[[ Extracted records open ]]

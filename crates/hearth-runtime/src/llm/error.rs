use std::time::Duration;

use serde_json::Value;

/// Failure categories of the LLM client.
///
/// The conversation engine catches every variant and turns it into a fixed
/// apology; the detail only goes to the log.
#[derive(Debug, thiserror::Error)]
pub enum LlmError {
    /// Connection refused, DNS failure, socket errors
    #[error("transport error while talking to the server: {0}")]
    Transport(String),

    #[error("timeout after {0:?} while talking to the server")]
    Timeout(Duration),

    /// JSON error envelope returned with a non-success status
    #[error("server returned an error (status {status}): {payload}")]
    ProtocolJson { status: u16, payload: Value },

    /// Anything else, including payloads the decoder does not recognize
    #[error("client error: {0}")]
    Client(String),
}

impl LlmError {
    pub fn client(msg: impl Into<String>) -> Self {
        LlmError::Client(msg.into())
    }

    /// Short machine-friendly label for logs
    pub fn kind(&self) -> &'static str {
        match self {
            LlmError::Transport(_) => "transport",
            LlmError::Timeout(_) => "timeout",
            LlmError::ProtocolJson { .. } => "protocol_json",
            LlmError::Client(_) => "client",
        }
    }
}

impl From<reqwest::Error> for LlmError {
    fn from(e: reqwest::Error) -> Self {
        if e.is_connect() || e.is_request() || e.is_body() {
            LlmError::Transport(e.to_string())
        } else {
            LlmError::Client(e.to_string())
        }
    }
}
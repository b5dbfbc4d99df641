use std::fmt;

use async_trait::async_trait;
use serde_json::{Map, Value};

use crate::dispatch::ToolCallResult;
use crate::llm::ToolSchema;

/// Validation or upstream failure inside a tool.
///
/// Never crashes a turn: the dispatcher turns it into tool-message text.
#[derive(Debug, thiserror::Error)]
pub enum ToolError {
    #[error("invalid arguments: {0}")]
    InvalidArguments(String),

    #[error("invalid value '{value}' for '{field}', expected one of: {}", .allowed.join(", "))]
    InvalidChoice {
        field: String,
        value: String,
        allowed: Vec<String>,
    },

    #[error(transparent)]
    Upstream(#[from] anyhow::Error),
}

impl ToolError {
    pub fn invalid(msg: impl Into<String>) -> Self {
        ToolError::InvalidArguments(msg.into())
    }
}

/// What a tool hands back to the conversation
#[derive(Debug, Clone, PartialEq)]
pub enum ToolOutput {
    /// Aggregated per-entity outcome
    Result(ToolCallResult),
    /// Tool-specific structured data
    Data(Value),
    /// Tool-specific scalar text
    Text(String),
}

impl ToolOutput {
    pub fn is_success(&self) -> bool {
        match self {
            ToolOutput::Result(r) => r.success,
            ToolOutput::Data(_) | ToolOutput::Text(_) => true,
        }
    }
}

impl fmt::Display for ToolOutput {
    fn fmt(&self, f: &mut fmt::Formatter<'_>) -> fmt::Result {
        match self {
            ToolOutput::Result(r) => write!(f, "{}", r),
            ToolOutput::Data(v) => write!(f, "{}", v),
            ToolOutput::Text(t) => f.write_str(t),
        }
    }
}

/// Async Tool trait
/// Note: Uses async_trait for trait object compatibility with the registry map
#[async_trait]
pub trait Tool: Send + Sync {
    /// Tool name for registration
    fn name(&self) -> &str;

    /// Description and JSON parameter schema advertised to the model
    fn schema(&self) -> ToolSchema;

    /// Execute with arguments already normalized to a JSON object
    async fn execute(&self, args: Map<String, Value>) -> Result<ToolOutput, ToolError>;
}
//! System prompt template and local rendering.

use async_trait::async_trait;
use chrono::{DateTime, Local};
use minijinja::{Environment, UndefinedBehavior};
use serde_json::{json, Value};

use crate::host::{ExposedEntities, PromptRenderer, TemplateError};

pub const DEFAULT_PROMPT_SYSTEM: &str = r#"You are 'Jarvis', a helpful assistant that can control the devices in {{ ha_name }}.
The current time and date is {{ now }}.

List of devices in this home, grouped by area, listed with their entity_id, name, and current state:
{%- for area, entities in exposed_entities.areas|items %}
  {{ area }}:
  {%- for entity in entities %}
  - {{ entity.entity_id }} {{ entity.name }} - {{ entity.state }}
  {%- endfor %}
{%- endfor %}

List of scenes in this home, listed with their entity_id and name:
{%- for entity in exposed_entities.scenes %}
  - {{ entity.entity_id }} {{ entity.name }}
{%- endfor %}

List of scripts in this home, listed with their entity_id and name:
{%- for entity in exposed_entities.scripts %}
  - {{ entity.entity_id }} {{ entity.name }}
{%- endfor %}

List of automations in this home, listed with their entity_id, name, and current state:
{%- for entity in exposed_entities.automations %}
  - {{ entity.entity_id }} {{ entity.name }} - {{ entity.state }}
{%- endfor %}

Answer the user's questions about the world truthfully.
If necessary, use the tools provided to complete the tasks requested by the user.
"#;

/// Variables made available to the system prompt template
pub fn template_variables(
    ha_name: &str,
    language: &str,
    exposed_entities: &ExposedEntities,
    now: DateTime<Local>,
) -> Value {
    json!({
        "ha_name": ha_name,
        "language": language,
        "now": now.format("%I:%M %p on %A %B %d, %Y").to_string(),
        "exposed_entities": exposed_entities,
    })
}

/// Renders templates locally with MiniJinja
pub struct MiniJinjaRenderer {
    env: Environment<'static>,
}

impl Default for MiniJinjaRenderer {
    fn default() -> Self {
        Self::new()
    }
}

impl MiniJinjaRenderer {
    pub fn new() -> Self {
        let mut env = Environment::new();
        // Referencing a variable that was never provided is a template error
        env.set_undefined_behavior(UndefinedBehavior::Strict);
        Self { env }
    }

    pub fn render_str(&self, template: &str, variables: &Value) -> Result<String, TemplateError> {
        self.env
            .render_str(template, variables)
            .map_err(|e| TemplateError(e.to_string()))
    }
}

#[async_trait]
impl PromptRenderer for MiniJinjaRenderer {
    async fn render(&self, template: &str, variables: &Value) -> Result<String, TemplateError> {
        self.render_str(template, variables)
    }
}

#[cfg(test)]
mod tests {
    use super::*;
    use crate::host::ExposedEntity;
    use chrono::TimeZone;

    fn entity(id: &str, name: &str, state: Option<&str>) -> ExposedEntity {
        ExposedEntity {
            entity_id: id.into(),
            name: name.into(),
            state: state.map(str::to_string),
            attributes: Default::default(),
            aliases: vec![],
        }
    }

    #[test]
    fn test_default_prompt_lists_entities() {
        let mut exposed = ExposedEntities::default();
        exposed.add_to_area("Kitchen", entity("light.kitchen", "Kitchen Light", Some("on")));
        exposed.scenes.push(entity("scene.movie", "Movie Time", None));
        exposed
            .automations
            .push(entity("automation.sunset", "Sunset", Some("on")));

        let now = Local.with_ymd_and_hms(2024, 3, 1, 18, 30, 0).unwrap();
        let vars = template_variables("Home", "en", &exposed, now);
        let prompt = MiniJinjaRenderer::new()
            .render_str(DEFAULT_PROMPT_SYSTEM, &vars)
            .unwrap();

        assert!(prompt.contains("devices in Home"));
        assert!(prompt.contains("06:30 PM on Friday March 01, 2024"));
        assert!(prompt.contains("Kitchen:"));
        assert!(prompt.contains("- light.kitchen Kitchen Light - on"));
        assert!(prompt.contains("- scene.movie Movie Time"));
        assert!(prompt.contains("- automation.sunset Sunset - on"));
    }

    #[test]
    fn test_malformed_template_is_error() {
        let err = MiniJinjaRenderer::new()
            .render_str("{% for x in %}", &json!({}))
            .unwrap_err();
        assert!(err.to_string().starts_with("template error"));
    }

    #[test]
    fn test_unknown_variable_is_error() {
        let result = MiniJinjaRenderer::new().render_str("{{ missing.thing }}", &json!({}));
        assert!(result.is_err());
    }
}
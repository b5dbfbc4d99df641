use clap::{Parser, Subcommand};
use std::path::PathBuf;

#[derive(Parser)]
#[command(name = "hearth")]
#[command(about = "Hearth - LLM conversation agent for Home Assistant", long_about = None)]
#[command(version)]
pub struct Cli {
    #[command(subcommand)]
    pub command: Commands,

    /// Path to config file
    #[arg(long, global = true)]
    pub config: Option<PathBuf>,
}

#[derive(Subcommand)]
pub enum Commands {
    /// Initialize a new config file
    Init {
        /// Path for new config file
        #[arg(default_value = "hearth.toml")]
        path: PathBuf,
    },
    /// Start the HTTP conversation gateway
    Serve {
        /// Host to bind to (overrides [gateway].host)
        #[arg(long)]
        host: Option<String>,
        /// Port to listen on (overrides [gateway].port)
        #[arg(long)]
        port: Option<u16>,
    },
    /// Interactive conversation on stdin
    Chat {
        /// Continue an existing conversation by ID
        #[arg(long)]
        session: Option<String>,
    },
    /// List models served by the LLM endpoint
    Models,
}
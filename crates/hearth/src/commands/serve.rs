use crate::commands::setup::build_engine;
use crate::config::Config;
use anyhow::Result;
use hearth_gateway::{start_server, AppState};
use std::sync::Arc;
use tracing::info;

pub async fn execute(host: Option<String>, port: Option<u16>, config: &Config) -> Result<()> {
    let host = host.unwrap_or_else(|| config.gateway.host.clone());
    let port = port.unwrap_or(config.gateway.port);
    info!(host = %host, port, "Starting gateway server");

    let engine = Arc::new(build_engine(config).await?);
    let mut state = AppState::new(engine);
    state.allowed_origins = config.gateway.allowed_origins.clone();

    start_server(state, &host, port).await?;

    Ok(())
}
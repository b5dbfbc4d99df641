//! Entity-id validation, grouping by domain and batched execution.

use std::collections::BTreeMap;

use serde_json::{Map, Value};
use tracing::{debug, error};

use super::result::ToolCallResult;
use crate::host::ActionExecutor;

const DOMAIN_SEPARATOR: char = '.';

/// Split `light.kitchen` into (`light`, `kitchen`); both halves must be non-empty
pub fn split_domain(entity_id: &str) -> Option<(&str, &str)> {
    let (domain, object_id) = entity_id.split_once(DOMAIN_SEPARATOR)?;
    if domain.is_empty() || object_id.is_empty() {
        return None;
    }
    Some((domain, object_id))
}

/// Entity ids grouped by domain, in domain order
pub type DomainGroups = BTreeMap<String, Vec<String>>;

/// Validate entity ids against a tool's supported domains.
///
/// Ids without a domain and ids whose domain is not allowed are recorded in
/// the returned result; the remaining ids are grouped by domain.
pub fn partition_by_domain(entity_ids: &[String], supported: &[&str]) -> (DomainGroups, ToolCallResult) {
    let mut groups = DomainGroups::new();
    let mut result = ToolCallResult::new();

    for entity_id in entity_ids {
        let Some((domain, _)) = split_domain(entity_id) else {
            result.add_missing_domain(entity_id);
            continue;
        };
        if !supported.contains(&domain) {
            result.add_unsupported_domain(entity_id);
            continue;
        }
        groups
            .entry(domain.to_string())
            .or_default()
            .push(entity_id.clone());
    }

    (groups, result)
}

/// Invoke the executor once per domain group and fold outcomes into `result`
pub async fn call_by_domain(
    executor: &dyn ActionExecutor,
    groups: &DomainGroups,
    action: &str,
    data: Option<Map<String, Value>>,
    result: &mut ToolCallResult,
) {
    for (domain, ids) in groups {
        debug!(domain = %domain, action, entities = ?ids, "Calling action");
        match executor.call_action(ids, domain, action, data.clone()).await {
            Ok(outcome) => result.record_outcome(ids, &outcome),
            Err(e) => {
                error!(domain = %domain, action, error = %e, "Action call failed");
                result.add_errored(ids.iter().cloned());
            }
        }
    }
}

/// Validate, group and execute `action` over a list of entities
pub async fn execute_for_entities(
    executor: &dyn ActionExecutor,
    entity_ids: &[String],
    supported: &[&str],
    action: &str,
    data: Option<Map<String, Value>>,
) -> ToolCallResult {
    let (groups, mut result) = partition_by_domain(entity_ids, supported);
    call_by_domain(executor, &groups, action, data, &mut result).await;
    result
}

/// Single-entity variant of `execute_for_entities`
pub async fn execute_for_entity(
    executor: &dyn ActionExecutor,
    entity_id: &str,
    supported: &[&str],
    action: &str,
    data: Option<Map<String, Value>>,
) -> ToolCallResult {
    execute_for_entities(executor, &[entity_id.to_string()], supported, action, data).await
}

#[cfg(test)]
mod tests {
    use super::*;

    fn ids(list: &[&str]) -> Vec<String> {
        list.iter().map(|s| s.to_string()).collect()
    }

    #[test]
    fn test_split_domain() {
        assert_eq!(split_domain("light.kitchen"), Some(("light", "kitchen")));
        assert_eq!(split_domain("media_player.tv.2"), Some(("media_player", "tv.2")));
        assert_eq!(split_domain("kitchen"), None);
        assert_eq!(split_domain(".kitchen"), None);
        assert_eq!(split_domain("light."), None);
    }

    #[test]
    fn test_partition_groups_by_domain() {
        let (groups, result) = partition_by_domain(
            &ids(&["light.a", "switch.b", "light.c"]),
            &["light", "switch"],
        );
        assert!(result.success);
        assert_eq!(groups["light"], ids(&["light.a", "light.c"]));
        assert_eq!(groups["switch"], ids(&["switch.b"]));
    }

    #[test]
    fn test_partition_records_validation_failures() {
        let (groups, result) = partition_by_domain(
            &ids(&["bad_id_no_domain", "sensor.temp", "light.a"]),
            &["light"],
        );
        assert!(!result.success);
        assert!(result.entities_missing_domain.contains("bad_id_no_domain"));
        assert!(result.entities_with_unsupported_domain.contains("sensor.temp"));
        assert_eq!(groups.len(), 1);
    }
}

[[ Extracted records closed ]]

* [Exercise goal]:
Among the lines of these entries, find those that contain "automations". Give their number and nothing else.

* [Answer box]:
3